> Task description:
For the records below, print the lines from the line with "coarse power-of-two downscale" through the line with "fn dimensions(&self, image: &Self::Image)" exactly as written; include both end lines and exclude the rest.

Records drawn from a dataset
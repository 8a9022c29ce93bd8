// Copyright (C) 2026 Michael Wilson <mike@mdwn.dev>
//
// This program is free software: you can redistribute it and/or modify it under
// the terms of the GNU General Public License as published by the Free Software
// Foundation, version 3.
//
// This program is distributed in the hope that it will be useful, but WITHOUT
// ANY WARRANTY; without even the implied warranty of MERCHANTABILITY or FITNESS
// FOR A PARTICULAR PURPOSE. See the GNU General Public License for more details.
//
// You should have received a copy of the GNU General Public License along with
// this program. If not, see <https://www.gnu.org/licenses/>.
//
use std::{
    sync::{
        atomic::{AtomicU64, Ordering},
        Arc,
    },
    time::{Duration, Instant},
};

use parking_lot::{Condvar, Mutex};

/// A value that is settled once and can be waited on from other threads.
#[derive(Clone, Debug)]
pub struct Settle<T: Copy> {
    /// The settled value, if any.
    value: Arc<Mutex<Option<T>>>,
    /// The condvar will handle notification of settling.
    condvar: Arc<Condvar>,
}

impl<T: Copy> Default for Settle<T> {
    fn default() -> Self {
        Settle {
            value: Arc::new(Mutex::new(None)),
            condvar: Arc::new(Condvar::new()),
        }
    }
}

impl<T: Copy> Settle<T> {
    /// Creates a new unsettled value.
    pub fn new() -> Settle<T> {
        Settle::default()
    }

    /// Settles the value. Only the first call has an effect; returns true if
    /// this call settled it.
    pub fn settle(&self, value: T) -> bool {
        let mut current = self.value.lock();
        if current.is_some() {
            return false;
        }
        *current = Some(value);
        self.condvar.notify_all();
        true
    }

    /// Gets the settled value without waiting.
    pub fn get(&self) -> Option<T> {
        *self.value.lock()
    }

    /// Waits up to the timeout for the value to settle.
    pub fn wait_timeout(&self, timeout: Duration) -> Option<T> {
        let deadline = Instant::now() + timeout;
        let mut value = self.value.lock();
        while value.is_none() {
            if self.condvar.wait_until(&mut value, deadline).timed_out() {
                break;
            }
        }
        *value
    }

    /// Waits for the value to settle.
    pub fn wait(&self) -> T {
        let mut value = self.value.lock();
        loop {
            if let Some(value) = *value {
                return value;
            }
            self.condvar.wait(&mut value);
        }
    }
}

/// Settles with true once a resume request completes, or false if it failed.
pub type ResumeSignal = Settle<bool>;

/// How a playback instance ended.
#[derive(Clone, Copy, Debug, PartialEq, Eq)]
pub enum PlaybackEnd {
    Completed,
    Stopped,
}

static NEXT_PLAYBACK_ID: AtomicU64 = AtomicU64::new(1);

/// A handle to one playback instance. The mixer completes it when the voice
/// runs out; anyone holding it may stop it early.
#[derive(Clone, Debug)]
pub struct PlaybackHandle {
    id: u64,
    end: Settle<PlaybackEnd>,
}

impl Default for PlaybackHandle {
    fn default() -> Self {
        PlaybackHandle::new()
    }
}

impl PlaybackHandle {
    pub fn new() -> PlaybackHandle {
        PlaybackHandle {
            id: NEXT_PLAYBACK_ID.fetch_add(1, Ordering::Relaxed),
            end: Settle::new(),
        }
    }

    /// Unique id of this playback instance.
    pub fn id(&self) -> u64 {
        self.id
    }

    /// Stops the playback.
    pub fn stop(&self) {
        self.end.settle(PlaybackEnd::Stopped);
    }

    pub(crate) fn complete(&self) {
        self.end.settle(PlaybackEnd::Completed);
    }

    pub fn is_finished(&self) -> bool {
        self.end.get().is_some()
    }

    pub fn is_stopped(&self) -> bool {
        self.end.get() == Some(PlaybackEnd::Stopped)
    }

    /// Waits up to the timeout for the playback to end.
    pub fn wait_timeout(&self, timeout: Duration) -> Option<PlaybackEnd> {
        self.end.wait_timeout(timeout)
    }
}

#[cfg(test)]
mod test {
    use std::thread;

    use super::*;

    #[test]
    fn test_settle_first_wins() {
        let signal = ResumeSignal::new();
        assert_eq!(signal.get(), None);

        let join = {
            let signal = signal.clone();
            thread::spawn(move || signal.wait())
        };

        assert!(signal.settle(true));
        assert!(!signal.settle(false));
        assert!(join.join().unwrap());
        assert_eq!(signal.get(), Some(true));
    }

    #[test]
    fn test_settle_wait_timeout() {
        let signal = ResumeSignal::new();
        let start = Instant::now();
        assert_eq!(signal.wait_timeout(Duration::from_millis(20)), None);
        assert!(start.elapsed() >= Duration::from_millis(20));

        signal.settle(false);
        assert_eq!(signal.wait_timeout(Duration::from_secs(5)), Some(false));
    }

    #[test]
    fn test_playback_handle() {
        let first = PlaybackHandle::new();
        let second = PlaybackHandle::new();
        assert_ne!(first.id(), second.id());

        assert!(!first.is_finished());
        first.stop();
        first.complete();
        assert!(first.is_finished());
        assert!(first.is_stopped());

        second.complete();
        second.stop();
        assert!(!second.is_stopped());
        assert_eq!(
            second.wait_timeout(Duration::from_millis(1)),
            Some(PlaybackEnd::Completed)
        );
    }
}
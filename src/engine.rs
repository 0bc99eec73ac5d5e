//! Imaging engine boundary.
//!
//! The [`Engine`] trait is everything the pipeline needs from the imaging
//! library that does the actual pixel work: decode, block shrink, affine
//! resample, area extract, embed, rotate, colourspace, encode. The pipeline
//! never inspects pixels — it only queries dimensions and requests stage
//! transforms.
//!
//! Image handles are **move-only**: every transform takes its input
//! `Self::Image` by value and returns a new one, so the type system enforces
//! that exactly one handle is live at a time, and `Drop` is the release.
//! An error mid-pipeline cannot leak a handle.
//!
//! The production implementation is
//! [`RustEngine`](crate::rust_engine::RustEngine) — pure Rust on the `image`
//! crate, statically linked. Tests use the recording `MockEngine` below.

use crate::options::{Extend, Interpolator, Quality};
use crate::sniff::ImageType;
use thiserror::Error;

/// Diagnostic from a failed engine operation.
///
/// Engines report failures as owned values, never through shared error
/// state, so nothing needs clearing between requests on the same worker.
#[derive(Error, Debug, Clone, PartialEq, Eq)]
#[error("{op}: {message}")]
pub struct EngineError {
    /// Name of the engine operation that failed.
    pub op: &'static str,
    pub message: String,
}

impl EngineError {
    pub fn new(op: &'static str, message: impl Into<String>) -> Self {
        Self {
            op,
            message: message.into(),
        }
    }
}

/// Pixel dimensions of a decoded image. Always positive.
#[derive(Debug, Clone, Copy, PartialEq, Eq)]
pub struct Dimensions {
    pub width: u32,
    pub height: u32,
}

/// EXIF orientation reduced to the rotations the pipeline honours.
///
/// Mirrored orientations decode as `None` — rotation plus mirror is rare
/// enough that the historical implementations never bothered either.
#[derive(Debug, Clone, Copy, PartialEq, Eq, Default)]
pub enum Rotation {
    #[default]
    None,
    Cw90,
    Cw180,
    Cw270,
}

/// Encode-stage parameters.
#[derive(Debug, Clone, Copy, PartialEq, Eq)]
pub struct EncodeParams {
    /// Output codec; the pipeline re-encodes to the sniffed input format.
    pub format: ImageType,
    pub quality: Quality,
    /// Progressive/interlaced output, where the codec supports it.
    pub interlace: bool,
    /// Drop metadata from the output.
    pub strip: bool,
}

/// Trait for imaging engines.
///
/// Transform methods consume the image and return a replacement, mirroring
/// the one-live-handle discipline of native imaging libraries. `dimensions`
/// and `orientation` are the only queries; everything else is a stage.
pub trait Engine {
    /// Opaque image handle. The pipeline never looks inside.
    type Image;

    /// Can this format's decoder perform a coarse power-of-two downscale
    /// during decode? Capability declaration, not a format switch: a new
    /// format answers here instead of growing branches in the pipeline.
    fn supports_shrink_on_load(&self, format: ImageType) -> bool;

    fn decode(&self, buf: &[u8], format: ImageType) -> Result<Self::Image, EngineError>;

    /// Decode with a decode-time shrink of `shrink` (2, 4 or 8). Only called
    /// when [`supports_shrink_on_load`](Self::supports_shrink_on_load)
    /// answered true for `format`.
    fn decode_shrunk(
        &self,
        buf: &[u8],
        format: ImageType,
        shrink: u32,
    ) -> Result<Self::Image, EngineError>;

    fn dimensions(&self, image: &Self::Image) -> Dimensions;

    /// Embedded EXIF orientation, if any.
    fn orientation(&self, image: &Self::Image) -> Rotation;

    /// Block-average reduction by integer factors per axis.
    fn shrink(
        &self,
        image: Self::Image,
        x_factor: u32,
        y_factor: u32,
    ) -> Result<Self::Image, EngineError>;

    /// Affine resample by fractional scales through the named interpolator.
    fn affine(
        &self,
        image: Self::Image,
        x_scale: f64,
        y_scale: f64,
        interpolator: Interpolator,
    ) -> Result<Self::Image, EngineError>;

    /// Extract exactly `width`×`height` starting at `(left, top)`. The caller
    /// guarantees the area lies within the canvas.
    fn extract_area(
        &self,
        image: Self::Image,
        left: u32,
        top: u32,
        width: u32,
        height: u32,
    ) -> Result<Self::Image, EngineError>;

    /// Place the image at `(left, top)` on a `width`×`height` canvas filled
    /// with the `extend` background.
    fn embed(
        &self,
        image: Self::Image,
        left: u32,
        top: u32,
        width: u32,
        height: u32,
        extend: Extend,
    ) -> Result<Self::Image, EngineError>;

    fn rotate(&self, image: Self::Image, rotation: Rotation) -> Result<Self::Image, EngineError>;

    /// Force the image into the standard output colour space (sRGB).
    fn to_srgb(&self, image: Self::Image) -> Result<Self::Image, EngineError>;

    fn encode(&self, image: Self::Image, params: &EncodeParams) -> Result<Vec<u8>, EngineError>;
}
//! Content sniffing for the supported input formats.
//!
//! Classification inspects leading bytes only — never the whole buffer.
//! WebP needs a second check beyond the RIFF marker because RIFF is a
//! container shared with WAV/AVI: the fourcc at offset 8 must read `WEBP`.

use crate::error::ResizeError;
use serde::{Deserialize, Serialize};

/// Supported input formats, resolved once before any decode attempt.
#[derive(Debug, Clone, Copy, PartialEq, Eq, Serialize, Deserialize)]
pub enum ImageType {
    Jpeg,
    Png,
    WebP,
}

impl ImageType {
    pub fn name(self) -> &'static str {
        match self {
            ImageType::Jpeg => "jpeg",
            ImageType::Png => "png",
            ImageType::WebP => "webp",
        }
    }
}

const MARKER_JPEG: &[u8] = &[0xff, 0xd8];
const MARKER_PNG: &[u8] = &[0x89, 0x50];
const MARKER_RIFF: &[u8] = b"RIFF";
const FOURCC_WEBP: &[u8] = b"WEBP";

/// Classify a byte buffer by signature.
///
/// Side-effect-free; fails with [`ResizeError::UnsupportedFormat`] when no
/// signature matches (including empty/truncated buffers).
pub fn sniff(buf: &[u8]) -> Result<ImageType, ResizeError> {
    if buf.starts_with(MARKER_JPEG) {
        Ok(ImageType::Jpeg)
    } else if buf.starts_with(MARKER_PNG) {
        Ok(ImageType::Png)
    } else if buf.starts_with(MARKER_RIFF) && buf.len() >= 12 && &buf[8..12] == FOURCC_WEBP {
        Ok(ImageType::WebP)
    } else {
        Err(ResizeError::UnsupportedFormat)
    }
}
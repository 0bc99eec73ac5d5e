//! Process-wide engine configuration.
//!
//! Native imaging engines carry global tunables — operation cache size,
//! internal concurrency — that must be set once at process start and treated
//! as process-wide, never per-request. [`Runtime::init`] is the explicit,
//! idempotent initialization call: the first caller's config wins, later
//! calls get the already-initialized runtime back.

use std::sync::OnceLock;

/// Engine tunables applied once per process.
#[derive(Debug, Clone, Copy, PartialEq, Eq)]
pub struct EngineConfig {
    /// Upper bound on engine-held pixel memory, in bytes.
    pub cache_max_bytes: u64,
    /// Upper bound on cached operations.
    pub cache_max_ops: u32,
    /// Engine-internal threads per operation. Kept at 1 so application-level
    /// worker threads are the sole parallelism axis.
    pub concurrency: u32,
}

impl Default for EngineConfig {
    fn default() -> Self {
        Self {
            cache_max_bytes: 100 * 1024 * 1024,
            cache_max_ops: 500,
            concurrency: 1,
        }
    }
}

/// Process-scoped engine context.
pub struct Runtime {
    config: EngineConfig,
}

static RUNTIME: OnceLock<Runtime> = OnceLock::new();

impl Runtime {
    /// Initialize the process-wide runtime. Idempotent: only the first call's
    /// config takes effect.
    pub fn init(config: EngineConfig) -> &'static Runtime {
        RUNTIME.get_or_init(|| Runtime { config })
    }

    /// The current runtime, initializing with defaults if nothing has.
    pub fn get() -> &'static Runtime {
        Self::init(EngineConfig::default())
    }

    pub fn config(&self) -> &EngineConfig {
        &self.config
    }
}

> Answer to this problem:
    /// Can this format's decoder perform a coarse power-of-two downscale
    /// during decode? Capability declaration, not a format switch: a new
    /// format answers here instead of growing branches in the pipeline.
    fn supports_shrink_on_load(&self, format: ImageType) -> bool;

    fn decode(&self, buf: &[u8], format: ImageType) -> Result<Self::Image, EngineError>;

    /// Decode with a decode-time shrink of `shrink` (2, 4 or 8). Only called
    /// when [`supports_shrink_on_load`](Self::supports_shrink_on_load)
    /// answered true for `format`.
    fn decode_shrunk(
        &self,
        buf: &[u8],
        format: ImageType,
        shrink: u32,
    ) -> Result<Self::Image, EngineError>;

    fn dimensions(&self, image: &Self::Image) -> Dimensions;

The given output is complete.